Methods. A dynamic population-based influenza transmission model was developed to predict the number of expected influenza cases in an average influenza season in Toronto (population 2.5 million). The results of this model were used in a traditional decision-analytic model to estimate effectiveness and costs of the three intervention options: 1) UIIP, 2) targeted immunization strategy aimed at risk populations and those who may transmit influenza to those at risk, and 3) no immunization. The population of Ontario was stratified into children, adults and elderly. Influenza transmission parameters and probabilities of events, effectiveness and utilities for final health outcomes were derived from the literature. Unit costs were obtained from Ontario cost and fee schedules. Deterministic and probabilistic sensitivity analyses were used to assess uncertainty.
Results. Preliminary analyses suggest that an average influenza season results in approximately 0.8 to 1.8 million infected individuals 30% of which are expected to develop symptomatic illness. The deterministic cost-utility analysis suggests UIIP dominates the other two strategies and results in 3,000 QALYs gained and C$471,500 saved compared to a targeted vaccination strategy. One-way sensitivity analyses revealed that results are sensitive to basic reproductive number, proportion developing symptoms, vaccine efficacy and coverage, costs of vaccine and vaccine administration, hospitalization costs for the elderly, and the probability of developing symptoms in the elderly. However, probabilistic analysis shows that compared to a selective vaccination strategy the probability of UIIP being cost-effective is > 80% at a willingness to pay threshold of C$50,000.

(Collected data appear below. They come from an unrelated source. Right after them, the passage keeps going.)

//! Request model: memorial entries, the document request, and timestamps.
//!
//! Requests arrive as loosely-typed JSON from a browser form. Parsing is
//! deliberately forgiving where the rendered page can absorb it (an
//! unparseable date is simply not printed, an empty string counts as
//! absent) and strict where it cannot (`data` must be an array of objects,
//! text fields must be strings).

use crate::error::MemorialError;
use chrono::{DateTime, FixedOffset, Local, NaiveDate, NaiveDateTime, Utc};
use serde::{Deserialize, Deserializer};
use serde_json::Value;

/// Title used on the cover and in the PDF metadata when none is supplied.
pub const DEFAULT_TITLE: &str = "Memorial de Recuerdos";

/// A point in time as supplied by the client.
#[derive(Debug, Clone, Copy, PartialEq, Eq)]
pub enum Timestamp {
    /// An absolute instant (RFC 3339 with offset, date-only, or epoch ms).
    Instant(DateTime<Utc>),
    /// A wall-clock time with no zone; printed exactly as given.
    Naive(NaiveDateTime),
}

const NAIVE_FORMATS: &[&str] = &[
    "%Y-%m-%dT%H:%M:%S%.f",
    "%Y-%m-%d %H:%M:%S%.f",
    "%Y-%m-%dT%H:%M:%S",
    "%Y-%m-%d %H:%M:%S",
    "%Y-%m-%dT%H:%M",
    "%Y-%m-%d %H:%M",
];

impl Timestamp {
    /// Parse any accepted textual form. Returns `None` when nothing matches.
    pub fn parse(s: &str) -> Option<Self> {
        let s = s.trim();
        if s.is_empty() {
            return None;
        }
        if let Ok(dt) = DateTime::parse_from_rfc3339(s) {
            return Some(Timestamp::Instant(dt.with_timezone(&Utc)));
        }
        for fmt in NAIVE_FORMATS {
            if let Ok(naive) = NaiveDateTime::parse_from_str(s, fmt) {
                return Some(Timestamp::Naive(naive));
            }
        }
        NaiveDate::parse_from_str(s, "%Y-%m-%d")
            .ok()
            .and_then(|d| d.and_hms_opt(0, 0, 0))
            .map(|midnight| Timestamp::Instant(midnight.and_utc()))
    }

    /// Interpret a JSON number as epoch milliseconds.
    pub fn from_epoch_millis(ms: i64) -> Option<Self> {
        DateTime::from_timestamp_millis(ms).map(Timestamp::Instant)
    }

    /// Interpret an arbitrary JSON value; anything unusable is `None`.
    pub fn from_json(value: &Value) -> Option<Self> {
        match value {
            Value::String(s) => Self::parse(s),
            Value::Number(n) => n
                .as_i64()
                .or_else(|| n.as_f64().filter(|f| f.is_finite()).map(|f| f as i64))
                .and_then(Self::from_epoch_millis),
            _ => None,
        }
    }

    /// Wall-clock time to print. Instants are shifted into `offset`, or into
    /// the host's local zone when no offset is configured.
    pub fn wall_clock(&self, offset: Option<FixedOffset>) -> NaiveDateTime {
        match self {
            Timestamp::Naive(naive) => *naive,
            Timestamp::Instant(utc) => match offset {
                Some(offset) => utc.with_timezone(&offset).naive_local(),
                None => utc.with_timezone(&Local).naive_local(),
            },
        }
    }
}

fn lenient_timestamp<'de, D>(deserializer: D) -> Result<Option<Timestamp>, D::Error>
where
    D: Deserializer<'de>,
{
    let value = Value::deserialize(deserializer)?;
    Ok(Timestamp::from_json(&value))
}

fn non_empty<'de, D>(deserializer: D) -> Result<Option<String>, D::Error>
where
    D: Deserializer<'de>,
{
    let value: Option<String> = Option::deserialize(deserializer)?;
    Ok(value.filter(|s| !s.is_empty()))
}

/// One memorial item; produces exactly one entry page.
#[derive(Debug, Clone, Default, PartialEq, Eq, Deserialize)]
pub struct MemorialEntry {
    /// Photo path relative to the assets root, e.g. `/uploads/abuela.jpg`.
    #[serde(default, deserialize_with = "non_empty")]
    pub file: Option<String>,
    #[serde(default, deserialize_with = "non_empty")]
    pub title: Option<String>,
    #[serde(default, deserialize_with = "non_empty")]
    pub message: Option<String>,
    #[serde(default, alias = "createdAt", deserialize_with = "lenient_timestamp")]
    pub created_at: Option<Timestamp>,
}

/// Everything needed to render one document.
#[derive(Debug, Clone, Default, PartialEq, Eq)]
pub struct DocumentRequest {
    pub entries: Vec<MemorialEntry>,
    /// Cover title; [`DEFAULT_TITLE`] when `None`.
    pub title: Option<String>,
    /// Date printed on the cover; the render time when `None`.
    pub generated_at: Option<Timestamp>,
}

impl DocumentRequest {
    pub fn new(entries: Vec<MemorialEntry>) -> Self {
        Self {
            entries,
            ..Self::default()
        }
    }

    pub fn with_title(mut self, title: impl Into<String>) -> Self {
        self.title = Some(title.into()).filter(|t| !t.is_empty());
        self
    }

    pub fn with_generated_at(mut self, at: Timestamp) -> Self {
        self.generated_at = Some(at);
        self
    }

    /// Total pages the rendered document will have: cover + entries + closing.
    pub fn page_count(&self) -> usize {
        self.entries.len() + 2
    }

    /// Validate and convert a request body of the form
    /// `{ "data": [...], "title"?: string, "generatedAt"?: timestamp }`.
    ///
    /// # Errors
    /// - [`MemorialError::MissingEntries`] when the body is not an object,
    ///   or `data` is missing or not an array.
    /// - [`MemorialError::InvalidRequest`] when an entry is not an object or
    ///   one of its text fields is not a string, or `title` is not a string.
    pub fn from_json(body: Value) -> Result<Self, MemorialError> {
        let Value::Object(mut body) = body else {
            return Err(MemorialError::MissingEntries);
        };
        let Some(Value::Array(items)) = body.remove("data") else {
            return Err(MemorialError::MissingEntries);
        };

        let entries = items
            .into_iter()
            .enumerate()
            .map(|(i, item)| {
                if !item.is_object() {
                    return Err(MemorialError::InvalidRequest(format!(
                        "data[{i}] must be an object"
                    )));
                }
                serde_json::from_value::<MemorialEntry>(item)
                    .map_err(|e| MemorialError::InvalidRequest(format!("data[{i}]: {e}")))
            })
            .collect::<Result<Vec<_>, _>>()?;

        let title = match body.remove("title") {
            None | Some(Value::Null) => None,
            Some(Value::String(s)) => Some(s).filter(|s| !s.is_empty()),
            Some(_) => {
                return Err(MemorialError::InvalidRequest(
                    "title must be a string".into(),
                ))
            }
        };

        let generated_at = body
            .get("generatedAt")
            .or_else(|| body.get("generated_at"))
            .and_then(Timestamp::from_json);

        Ok(Self {
            entries,
            title,
            generated_at,
        })
    }

    /// Parse a raw JSON body. A body that is not JSON at all is treated the
    /// same as one without `data`.
    pub fn from_slice(bytes: &[u8]) -> Result<Self, MemorialError> {
        let value: Value =
            serde_json::from_slice(bytes).map_err(|_| MemorialError::MissingEntries)?;
        Self::from_json(value)
    }
}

Conclusions. This first analysis indicates that Ontario's UIIP may dominate the other two strategies and may also have the highest probability of being cost-effective. However, the results of this model are subject to several limitations (data availability and quality for influenza transmission parameters and program efficacy, exclusion of program implementation costs). As new information becomes available (e.g. an evaluation of UIIP's program efficacy is currently underway) these limitations will be addressed and the cost-utility of the program will be re-evaluated. Improving the model may shift the balance between the vaccination programs.